Bug in TProofPlayer::MergeOutputFiles

Hi Gerri,

There is a minor bug in the MergeOutputFiles function in TProofPlayer. In particular, in the case, more common with submergers, that there is only one file going into a merger, the local merging flag is not respected, and this is propagated to the master for final merging. The fix at least is easy:

           // Point to the merger
           TFileMerger *filemerger = pf->GetFileMerger();

Needs to change to:

           // Point to the merger
           Bool_t localMerge = (pf->GetTypeOpt() == TProofOutputFile::kLocal) ? kTRUE : kFALSE;
           TFileMerger *filemerger = pf->GetFileMerger(localMerge);

It’s an important fix for multiple TProofOutputFiles (signal grids in my case)…local merges are around 3-6x faster than remote merges on our cluster. Thanks,

Bart

P.S. Two other thoughts:

  1. Would it be at all possible to have the option of forking the mergers, or having TProofServ processes do it on the top master? We have a situation that when running on signal grids (O(100) TProofOutputFiles) that only one CPU on the top master is utilized in merging, when it has many CPUs, and this increases total processing time immensely over utilizing all of them. I realize this is kind of a special case though.

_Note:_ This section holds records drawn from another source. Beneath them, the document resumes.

//! Template heading expansion
//!
//! A heading is a template when one of its `_`-separated components starts
//! with a range or list marker, or when it holds a plain comma list. Each
//! pass replaces every template by its concrete names, copying the
//! template's subtree under each of them, and the passes repeat until the
//! table holds no template.

use crate::range::parse_axis;
use crate::record::SectionRecord;
use crate::tree::SectionTree;
use crate::{Error, Result};

const RANGE_MARKERS: [&str; 5] = ["(", "[", ":", "range(", "irange("];

/// Upper bound on expansion passes; templates nest only a few levels deep.
const MAX_PASSES: usize = 64;

/// Root name of the scratch trees built between passes.
const PASS_ROOT: &str = "__expand__";

fn is_range_component(component: &str) -> bool {
    RANGE_MARKERS
        .iter()
        .any(|marker| component.starts_with(marker))
}

/// Concrete names for a template heading, `None` for an ordinary one.
///
/// Multi-axis names produce the cartesian product of their axes in axis
/// order. Components without a range marker are kept verbatim, split on
/// commas.
///
/// # Example
/// ```
/// use cfgtree_sections::expand::template_names;
///
/// let names = template_names("(1,2)_(x,y)").unwrap().unwrap();
/// assert_eq!(names, vec!["1_x", "1_y", "2_x", "2_y"]);
/// assert_eq!(template_names("train").unwrap(), None);
/// ```
pub fn template_names(name: &str) -> Result<Option<Vec<String>>> {
    let names = if name.split('_').any(is_range_component) {
        let mut axes = Vec::new();
        for component in name.split('_') {
            let tokens = if is_range_component(component) {
                parse_axis(component)?
                    .iter()
                    .map(|value| value.to_section_token())
                    .collect()
            } else {
                component.split(',').map(str::to_string).collect::<Vec<_>>()
            };
            axes.push(tokens);
        }
        cartesian(&axes)
    } else if name.contains(',') {
        name.split(',')
            .map(str::trim)
            .filter(|part| !part.is_empty())
            .map(str::to_string)
            .collect()
    } else {
        return Ok(None);
    };

    if names.is_empty() {
        return Err(Error::template(name, "expands to no sections"));
    }
    if names.iter().any(|n| n.trim().is_empty()) {
        return Err(Error::template(name, "expands to an empty section name"));
    }
    Ok(Some(names))
}

fn cartesian(axes: &[Vec<String>]) -> Vec<String> {
    let mut names = vec![String::new()];
    for (axis_id, axis) in axes.iter().enumerate() {
        let mut next = Vec::with_capacity(names.len() * axis.len());
        for prefix in &names {
            for token in axis {
                if axis_id == 0 {
                    next.push(token.clone());
                } else {
                    next.push(format!("{prefix}_{token}"));
                }
            }
        }
        names = next;
    }
    names
}

/// Expand every template heading until none is left.
///
/// All concrete sections produced from one template occurrence share a
/// fresh template id and follow each other in the table, each followed by
/// its own copy of the template's descendants.
pub fn expand_templates(mut sections: Vec<SectionRecord>) -> Result<Vec<SectionRecord>> {
    let mut next_template_id = 1_u32;

    for pass in 0..MAX_PASSES {
        let tree = SectionTree::build(&sections, PASS_ROOT)?;
        let mut added = vec![false; sections.len()];
        let mut expanded = Vec::with_capacity(sections.len());
        let mut found_template = false;

        for (seq, record) in sections.iter().enumerate() {
            if added[seq] {
                continue;
            }
            added[seq] = true;

            let Some(names) = template_names(&record.name)? else {
                expanded.push(record.clone());
                continue;
            };
            found_template = true;

            let template_id = next_template_id;
            next_template_id += 1;

            let descendants: Vec<usize> = tree
                .descendants(tree.node_for_seq(seq))
                .into_iter()
                .filter_map(|id| tree.node(id).seq_id)
                .collect();

            for name in names {
                expanded.push(record.renamed(name, template_id));
                for &child_seq in &descendants {
                    expanded.push(SectionRecord {
                        template_id: 0,
                        ..sections[child_seq].clone()
                    });
                }
            }
            for child_seq in descendants {
                added[child_seq] = true;
            }
        }

        if !found_template {
            tracing::debug!(passes = pass, sections = sections.len(), "template expansion done");
            return Ok(sections);
        }
        tracing::debug!(pass, sections = expanded.len(), "expanded template sections");
        sections = expanded;
    }

    let pending = sections
        .iter()
        .find(|record| matches!(template_names(&record.name), Ok(Some(_))))
        .map(|record| record.name.clone())
        .unwrap_or_default();
    Err(Error::template(
        &pending,
        format!("still expanding after {MAX_PASSES} passes"),
    ))
}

  2. It takes nearly 18 seconds on our cluster to “merge” a single file (a list of files with one entry). It seems like the code could be smarter and detect this situation and use a raw copy instead of reading each object in a file and “merging” it with nothing. Here is my solution–I put this in TFileMerger::PartialMerge, right before the line: fOutputFile->SetBit(kMustCleanup);

    if((fFileList->GetEntries()==1) && !fExcessFiles->GetEntries() && !(in_type & kIncremental) && !fCompressionChange && !fExplicitCompLevel) {
    fOutputFile->Close();
    SafeDelete(fOutputFile);

    TIter iter(fFileList);
    TFile* file = (TFile*)iter();
    Bool_t result = file->Cp(fOutputFilename);

    if (file->TestBit(kCanDelete)) file->Close();
    // remove the temporary file
    if(fLocal) {
    TString p(file->GetPath());
    p = p(0, p.Index(’:’,0));
    gSystem->Unlink§;
    }
    fFileList->Clear();
    if (!result) {
    Error(“Merge”, “error during merge of your ROOT files”);
    }
    return result;
    }

Hi Bart,

Thanks. The fix is in the trunk, 5-32-patches and 5-30-patches. Do you need it in 5-28 too?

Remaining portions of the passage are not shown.